The CAA must now take urgent enforcement action against airlines that are failing to pay refunds, rather than continuing to let them get away with illegally withholding customers’ money given the huge financial and emotional toll it is having on thousands of people’s lives.

Which? also believes the serious problems people have faced in recent months have demonstrated that major reforms to the travel industry are necessary. The consumer champion will set out in the coming months steps that the government should take in order to restore consumer trust in the travel sector.

Rory Boland, Editor of Which? Travel, said: “We are hearing from thousands of passengers who are still waiting for refunds months after flights and holidays were cancelled.

These people are often in desperate circumstances of their own and have told us the stress of being left out of pocket has significantly impacted on their emotional wellbeing and their finances.

“As a first step to restoring lost trust in the travel industry, it’s important that lawbreaking companies are not let off the hook for their actions during this period. The regulator must act swiftly on this evidence and take strong action against those airlines that have repeatedly been exposed for flouting the rules.”

An Etihad spokesperson said: While every effort is being made to process refunds, there have been occasions where it took longer to handle requests. This has been due to the extremely high number of calls and claims received. 

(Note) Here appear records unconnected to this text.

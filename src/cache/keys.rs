//! Cache key fingerprints.
//!
//! Keys are hex-encoded SHA-256 digests prefixed with their cache family, so response and
//! query entries can never collide even if they end up in the same store.

use sha2::{Digest, Sha256};

pub const RESPONSE_KEY_PREFIX: &str = "resp:";
pub const QUERY_KEY_PREFIX: &str = "q:";

/// Fingerprint of an HTTP request: digest of `METHOD:path?query`.
pub fn response_key(method: &str, path: &str, raw_query: &str) -> String {
    let mut hasher = Sha256::new();
    hasher.update(method.as_bytes());
    hasher.update(b":");
    hasher.update(path.as_bytes());
    hasher.update(b"?");
    hasher.update(raw_query.as_bytes());
    format!("{RESPONSE_KEY_PREFIX}{}", hex::encode(hasher.finalize()))
}

/// Fingerprint of a logical query string.
pub fn query_key(query: &str) -> String {
    let mut hasher = Sha256::new();
    hasher.update(query.as_bytes());
    format!("{QUERY_KEY_PREFIX}{}", hex::encode(hasher.finalize()))
}

#[cfg(test)]
mod tests {
    use super::*;

    #[test]
    fn response_keys_are_deterministic_and_prefixed() {
        let first = response_key("GET", "/api/menus", "page=1");
        let second = response_key("GET", "/api/menus", "page=1");

        assert_eq!(first, second);
        assert!(first.starts_with(RESPONSE_KEY_PREFIX));
        // prefix + 32 bytes of hex
        assert_eq!(first.len(), RESPONSE_KEY_PREFIX.len() + 64);
    }

    #[test]
    fn method_path_and_query_all_contribute() {
        let base = response_key("GET", "/api/menus", "page=1");

        assert_ne!(base, response_key("HEAD", "/api/menus", "page=1"));
        assert_ne!(base, response_key("GET", "/api/menu", "page=1"));
        assert_ne!(base, response_key("GET", "/api/menus", "page=2"));
    }

    #[test]
    fn keys_do_not_reveal_the_path() {
        let key = response_key("GET", "/api/users", "");
        assert!(!key.contains("users"));
    }

    #[test]
    fn query_keys_use_their_own_namespace() {
        let key = query_key("SELECT * FROM menus");

        assert!(key.starts_with(QUERY_KEY_PREFIX));
        assert_eq!(key, query_key("SELECT * FROM menus"));
        assert_ne!(key, query_key("SELECT * FROM items"));
    }
}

In addition to offering full refunds, we also introduced a generous travel credit option for use against future travel. Extra resources were also brought in to ease the situation, resulting in considerably improved service levels. 

We regret any inconvenience or distress faced by our customers and we thank them for their continued patience and understanding.

An Easyjet spokesperson said: “As the UK’s largest airline, easyJet carries more passengers than other airlines which means we have also had to make more cancellations during this period.

“Throughout this Covid period, we’ve continued to offer our customers a refund option, in addition to free changes or a voucher.  We’ve also ensured that the refund request is easy and straightforward, via a dedicated refund webform online.  All of these entitlements can be accessed through our online Covid Help Hub.

“We are processing refunds for customers and aim to do so in less than 28 days. But in these unprecedented times, the volume of cancellations compounded by local lockdown restrictions leading to reduced staffing levels in our customer contact centres, means that processing of refunds is taking longer than usual.  To help our customers, we have invested extra resources into the call centre to help reduce our queue as quickly as possible.”

A Ryanair spokesperson said: “This is yet another baseless survey of two men and a dog from Which?.

 “Ryanair has already processed over €500m in refunds and vouchers since mid-March, which is over 40% of Ryanair’s total backlog of Covid cancellations in March, April, May & June.

“The process time for cash refunds is taking longer due to unprecedented volumes and the fact that we have fewer staff available due to social distancing measures.”

A Tui spokesperson said: “We remain sorry for the delay to customers and have apologised to customers directly who were particularly impacted by the delays during the height of lockdown.

The world closed around us, retail stores closed and teams had to work from home; we simply couldn’t keep up with the volume of customers we had to help. In total we’ve cancelled holidays for nearly 1.5 million customers.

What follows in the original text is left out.